In 1999, the language was spoken by fewer than 40 elderly people. A grammar of the language by linguist Ron Beaumont was published in 1985, based on the Sechelt language course he helped design for local high schools participating in the Native Environmental Studies Program.

They now only have 4 elderly/fluent speakers, but have many teachers that teach children from preschool all the way through high school. UBC, Vancouver and Okanagan offers language courses, that give students the opportunity to learn various languages, Shashishalhem being one of the few

In 2014, the Coastal Corridor Consortium, "an entity made up of board members from First Nations and educational partners to improve aboriginal access to and performance in postsecondary education and training", created a Sechelt Nation language certificate.

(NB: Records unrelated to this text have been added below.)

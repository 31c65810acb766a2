use chrono::Local;

use super::kv::{read_json, write_json};
use super::schema::LocalStore;
use super::types::{DailyCounter, StoreError};
use super::DAILY_LIMIT_KEY;

/// Device-local calendar date as `YYYY-MM-DD`.
pub(crate) fn today() -> String {
    Local::now().date_naive().format("%Y-%m-%d").to_string()
}

impl LocalStore {
    // ========================================================================
    // Daily Download Counter Operations
    // ========================================================================

    /// Articles downloaded today for `source_id`.
    ///
    /// A record from an earlier day counts as zero. It is not reset here; the
    /// next increment replaces it.
    pub async fn get_daily_download_count(&self, source_id: &str) -> u32 {
        match read_json::<_, DailyCounter>(&self.pool, DAILY_LIMIT_KEY).await {
            Ok(Some(record)) if record.date == today() => record.count_for(source_id),
            Ok(_) => 0,
            Err(e) => {
                tracing::warn!(source = %source_id, error = %e, "Failed to read daily download count");
                0
            }
        }
    }

    /// Add one download for `source_id` today and return the new count.
    ///
    /// A record dated any other day is dropped in favour of a fresh record for
    /// today, so counts never carry over. Returns 0 if the store fails.
    pub async fn increment_daily_download_count(&self, source_id: &str) -> u32 {
        match self.try_increment_daily_download_count(source_id).await {
            Ok(count) => count,
            Err(e) => {
                tracing::warn!(source = %source_id, error = %e, "Failed to increment daily download count");
                0
            }
        }
    }

    async fn try_increment_daily_download_count(&self, source_id: &str) -> Result<u32, StoreError> {
        let today = today();
        let mut tx = self.pool.begin().await?;

        let stored = match read_json::<_, DailyCounter>(&mut *tx, DAILY_LIMIT_KEY).await {
            Ok(stored) => stored,
            Err(StoreError::Serialize(e)) => {
                tracing::warn!(error = %e, "Daily counter is corrupt, starting a new one");
                None
            }
            Err(e) => return Err(e),
        };

        let mut record = match stored {
            Some(record) if record.date == today => record,
            _ => DailyCounter::fresh(today),
        };

        let counts = record.counts.get_or_insert_with(Default::default);
        let count = counts.entry(source_id.to_string()).or_insert(0);
        *count += 1;
        let count = *count;

        write_json(&mut *tx, DAILY_LIMIT_KEY, &record).await?;
        tx.commit().await?;
        Ok(count)
    }
}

Sechelt is most closely related to Squamish, Halkomelem, and the Nooksack.

Although critically endangered, the Sechelt people, with help from others, have reclaimed 603 phrases and 5659 words in total and have a published dictionary and grammar.

Phonology

Consonants
For those IPA symbols that do not match their orthographic counterparts the orthographic representation is in brackets. This is based on the alphabet created by Randy Bouchard in 1977.

Vowels 

The four vowels have numerous allophones when in certain phonetic contexts.

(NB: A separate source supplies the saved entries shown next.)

use anyhow::{Context, Result};
use clap::{Parser, Subcommand};
use std::path::PathBuf;
use std::sync::Arc;
use std::time::Duration;

use newsdesk::app::{App, BackgroundResult};
use newsdesk::config::Config;
use newsdesk::download::{SourceStatus, DAILY_CAP};
use newsdesk::feed::{Fallback, Fetcher};
use newsdesk::net::{ProbeReachability, Reachability, StaticReachability};
use newsdesk::notify::ConsoleNotifier;
use newsdesk::storage::{Article, LocalStore};
use newsdesk::util::{html_to_text, strip_control_chars, truncate_to_width};

const HEADLINE_WIDTH: usize = 72;

/// Get the config directory path (~/.config/newsdesk/)
fn get_config_dir() -> Result<PathBuf> {
    let home = std::env::var("HOME").context("HOME environment variable not set")?;
    Ok(PathBuf::from(home).join(".config").join("newsdesk"))
}

#[derive(Parser, Debug)]
#[command(name = "newsdesk", about = "Offline-first news reader for RSS and WordPress sources")]
struct Args {
    /// Config file (defaults to ~/.config/newsdesk/config.toml)
    #[arg(long, value_name = "FILE", global = true)]
    config: Option<PathBuf>,

    #[command(subcommand)]
    command: Command,
}

#[derive(Subcommand, Debug)]
enum Command {
    /// List known sources
    Sources,
    /// Fetch a source, falling back to the cache when offline
    Fetch {
        #[arg(long)]
        source: Option<String>,
        /// Only fetch over wifi (overrides config)
        #[arg(long, conflicts_with = "any_network")]
        wifi_only: bool,
        /// Fetch over any connection (overrides config)
        #[arg(long)]
        any_network: bool,
    },
    /// Download articles from the auto-download sources now
    Download,
    /// Run a background sweep, or keep sweeping with --watch
    Background {
        #[arg(long)]
        watch: bool,
    },
    /// Manage saved articles
    Saved {
        #[command(subcommand)]
        action: SavedAction,
    },
    /// Save one article from a source's cached feed
    Save {
        #[arg(long)]
        source: String,
        #[arg(long)]
        id: String,
    },
    /// Show today's download counts
    Quota {
        #[arg(long)]
        source: Option<String>,
    },
}

#[derive(Subcommand, Debug)]
enum SavedAction {
    List,
    Show { id: String },
    Delete {
        #[arg(required = true)]
        ids: Vec<String>,
    },
    Clear,
}

fn reachability(config: &Config) -> Result<Arc<dyn Reachability>> {
    let connection = config.network.connection;
    Ok(match &config.network.probe_url {
        Some(url) => Arc::new(
            ProbeReachability::new(url.clone(), connection).context("Failed to build reachability probe")?,
        ),
        None => Arc::new(StaticReachability::new(connection.state())),
    })
}

fn print_article_line(article: &Article) {
    let headline = strip_control_chars(&article.headline);
    println!(
        "{:<24} {}",
        truncate_to_width(&strip_control_chars(&article.id), 24),
        truncate_to_width(&headline, HEADLINE_WIDTH)
    );
}

#[tokio::main]
async fn main() -> Result<()> {
    // Logs go to stderr; stdout is command output
    tracing_subscriber::fmt()
        .with_env_filter(tracing_subscriber::EnvFilter::from_default_env())
        .with_writer(std::io::stderr)
        .init();

    let args = Args::parse();

    let config_dir = get_config_dir()?;
    if !config_dir.exists() {
        std::fs::create_dir_all(&config_dir).context("Failed to create config directory")?;
    }

    #[cfg(unix)]
    {
        use std::os::unix::fs::PermissionsExt;
        if let Err(e) = std::fs::set_permissions(&config_dir, std::fs::Permissions::from_mode(0o700)) {
            tracing::warn!(
                path = %config_dir.display(),
                error = %e,
                "Failed to set config directory permissions to 0700"
            );
        }
    }

    let config_path = args.config.clone().unwrap_or_else(|| config_dir.join("config.toml"));
    let config = Config::load(&config_path)
        .with_context(|| format!("Failed to load config from {}", config_path.display()))?;

    let db_path = match &config.database_path {
        Some(path) => PathBuf::from(path),
        None => config_dir.join("newsdesk.db"),
    };
    let db_path_str = db_path
        .to_str()
        .ok_or_else(|| anyhow::anyhow!("Invalid UTF-8 in database path"))?;
    let store = LocalStore::open(db_path_str)
        .await
        .context("Failed to open local store")?;

    let registry = config.registry().context("Invalid source in config")?;
    let fetcher = Fetcher::new(
        registry,
        store,
        reachability(&config)?,
        Duration::from_secs(config.request_timeout_secs),
    )
    .context("Failed to create HTTP clients")?;

    let mut settings = config.settings();
    if let Command::Fetch {
        wifi_only,
        any_network,
        ..
    } = &args.command
    {
        if *wifi_only {
            settings.wifi_only = true;
        } else if *any_network {
            settings.wifi_only = false;
        }
    }

    let app = App::new(fetcher, settings, Arc::new(ConsoleNotifier));
    let result = run(&app, &config, args.command).await;
    app.store().close().await;
    result
}

async fn run(app: &App, config: &Config, command: Command) -> Result<()> {
    let store = app.store();
    let registry = app.fetcher().registry();

    match command {
        Command::Sources => {
            for source in registry.iter() {
                let marker = if source.id == registry.default_source().id {
                    "*"
                } else {
                    " "
                };
                println!("{marker} {:<10} {:<20} {:?}", source.id, source.name, source.format);
                for url in &source.urls {
                    println!("    {url}");
                }
            }
        }

        Command::Fetch { source, .. } => {
            let source_id = source.unwrap_or_else(|| registry.default_source().id.clone());
            let refresh = app.refresh(&source_id).await;
            let outcome = &refresh.outcome;

            let note = match outcome.fallback {
                Some(Fallback::NetworkUnavailable) => " (network unavailable)",
                Some(Fallback::SourceExhausted) => " (all endpoints failed)",
                None => "",
            };
            println!(
                "{} articles from {}{}",
                outcome.articles.len(),
                outcome.origin,
                note
            );
            for article in &outcome.articles {
                print_article_line(article);
            }
        }

        Command::Download => {
            let summary = app.download().await;
            if let Some(reason) = summary.aborted {
                println!("Download skipped: {reason:?}");
                return Ok(());
            }
            for report in &summary.sources {
                match &report.status {
                    SourceStatus::QuotaReached => {
                        println!("{:<10} daily limit reached", report.source_id)
                    }
                    SourceStatus::Processed { origin, saved } => {
                        println!("{:<10} {saved} saved ({origin})", report.source_id)
                    }
                }
            }
            if summary.saved == 0 {
                println!("No new articles");
            }
        }

        Command::Background { watch } => {
            if watch {
                let interval = Duration::from_secs(config.background_interval_minutes.saturating_mul(60));
                app.run_background(interval).await;
            } else {
                let result = app.background_sweep().await;
                println!(
                    "{}",
                    match result {
                        BackgroundResult::NewData => "new data",
                        BackgroundResult::NoData => "no data",
                        BackgroundResult::Failed => "failed",
                    }
                );
            }
        }

        Command::Saved { action } => match action {
            SavedAction::List => {
                let saved = store.get_saved_articles().await;
                if saved.is_empty() {
                    println!("No saved articles");
                }
                for entry in &saved {
                    println!(
                        "{}  {:<24} {}",
                        entry.downloaded_at.format("%Y-%m-%d %H:%M"),
                        truncate_to_width(&strip_control_chars(&entry.id), 24),
                        truncate_to_width(&strip_control_chars(&entry.headline), HEADLINE_WIDTH)
                    );
                }
            }
            SavedAction::Show { id } => {
                let saved = store.get_saved_articles().await;
                let entry = saved
                    .iter()
                    .find(|s| s.id == id)
                    .ok_or_else(|| anyhow::anyhow!("No saved article with id '{id}'"))?;
                println!("{}", strip_control_chars(&entry.headline));
                println!("{}", strip_control_chars(&entry.source));
                if let Some(date) = &entry.date {
                    println!("{}", strip_control_chars(date));
                }
                if let Some(url) = &entry.url {
                    println!("{}", strip_control_chars(url));
                }
                println!();
                println!("{}", strip_control_chars(&html_to_text(&entry.content)));
            }
            SavedAction::Delete { ids } => {
                let before = store.get_saved_articles().await.len();
                if !store.delete_articles(&ids).await {
                    anyhow::bail!("Failed to delete articles");
                }
                let after = store.get_saved_articles().await.len();
                println!("Deleted {} articles", before.saturating_sub(after));
            }
            SavedAction::Clear => {
                if !store.clear_all_articles().await {
                    anyhow::bail!("Failed to clear saved articles");
                }
                println!("Cleared saved articles");
            }
        },

        Command::Save { source, id } => {
            let source = registry.resolve(&source);
            let cached = store.get_feed_cache(&source.id).await;
            let article = cached.iter().find(|a| a.id == id).ok_or_else(|| {
                anyhow::anyhow!(
                    "Article '{id}' is not in the {} cache; run `newsdesk fetch --source {}` first",
                    source.id,
                    source.id
                )
            })?;
            if store.save_article(article).await {
                println!("Saved: {}", truncate_to_width(&strip_control_chars(&article.headline), HEADLINE_WIDTH));
            } else if store.is_saved(&article.id).await {
                println!("Already saved");
            } else {
                anyhow::bail!("Failed to save article");
            }
        }

        Command::Quota { source } => {
            let ids: Vec<String> = match source {
                Some(id) => vec![registry.resolve(&id).id.clone()],
                None => registry.ids().map(str::to_string).collect(),
            };
            let premium = app.settings().is_premium;
            for id in ids {
                let count = store.get_daily_download_count(&id).await;
                if premium {
                    println!("{id:<10} {count} today (premium, no limit)");
                } else {
                    println!("{id:<10} {count}/{DAILY_CAP} today");
                }
            }
        }
    }

    Ok(())
}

When the /i/ is between voiced back consonants and /ʔ/ it is realized as [e], while when it is between two other consonants it is realized as [i]. If it is between a combination of the two groups it is realized as a vowel in between [i] and [e], usually closer to [e]. The vowel is also realized as [e] when the syllable is unstressed.

The /ə/ is realized as [ɪ] when after ⟨y, ch, ch', sh, k, k'⟩. After consonants with lip rounding it is realized as [ʊ], and after ⟨h, k, k', m, p', t', tl', x, ʔ⟩ it is realized as [ʌ]. When /ə/ is in an unstressed syllable between two voiceless consonants it is also voiceless.

The /o/ is realized as a [u] when preceded or followed by a consonant with lip rounding.

The /a/ is realized as [ɒ] when preceded by a consonant with lip rounding and realized as [æ] after the consonants ⟨y, ch, ch', sh, k, k'⟩.

The vowels may also be subject for lengthening, but this is purely for rhetorical purposes.The longer a vowel is held, the more emphatic or dramatic the intended meaning is.

Stress and Syllable Structure 
All Sechelt words have at least one stressed syllable, but some words have stress on every syllable. This gives the language its characteristic "choppy" cadence.

In Sechelt no word can start with a vowel and there can never be two vowel sounds in a row. The glottal stop is used at the beginning of all words that do not start with any other consonant. The glottal stop is also often inserted between the two vowels at the end of a word root and beginning of a suffix. Another solution for these two vowels in a row is the deletion of whichever one is unstressed.

Morphology 
Like other members of the Salish language family, Sechelt is agglutinative with affixes added to nouns and verbs. 

For verbs, suffixes are added to mark the subject and tense, as well as to make the statement a question or add adverbial information. All pronouns in Sechelt are suffixes, while adverbs may be suffixes or their own word that comes before the verb and can take on suffixes of its own. This can be examplified by two different wordings of the question “Were you afraid?”, with the first one emphasizing the word “afraid” and the second emphasizing that it happened in the past. 

ch’ásxém            -ulh                           -á                 -chexw?

afraid-     completion marker-   question marker-        you?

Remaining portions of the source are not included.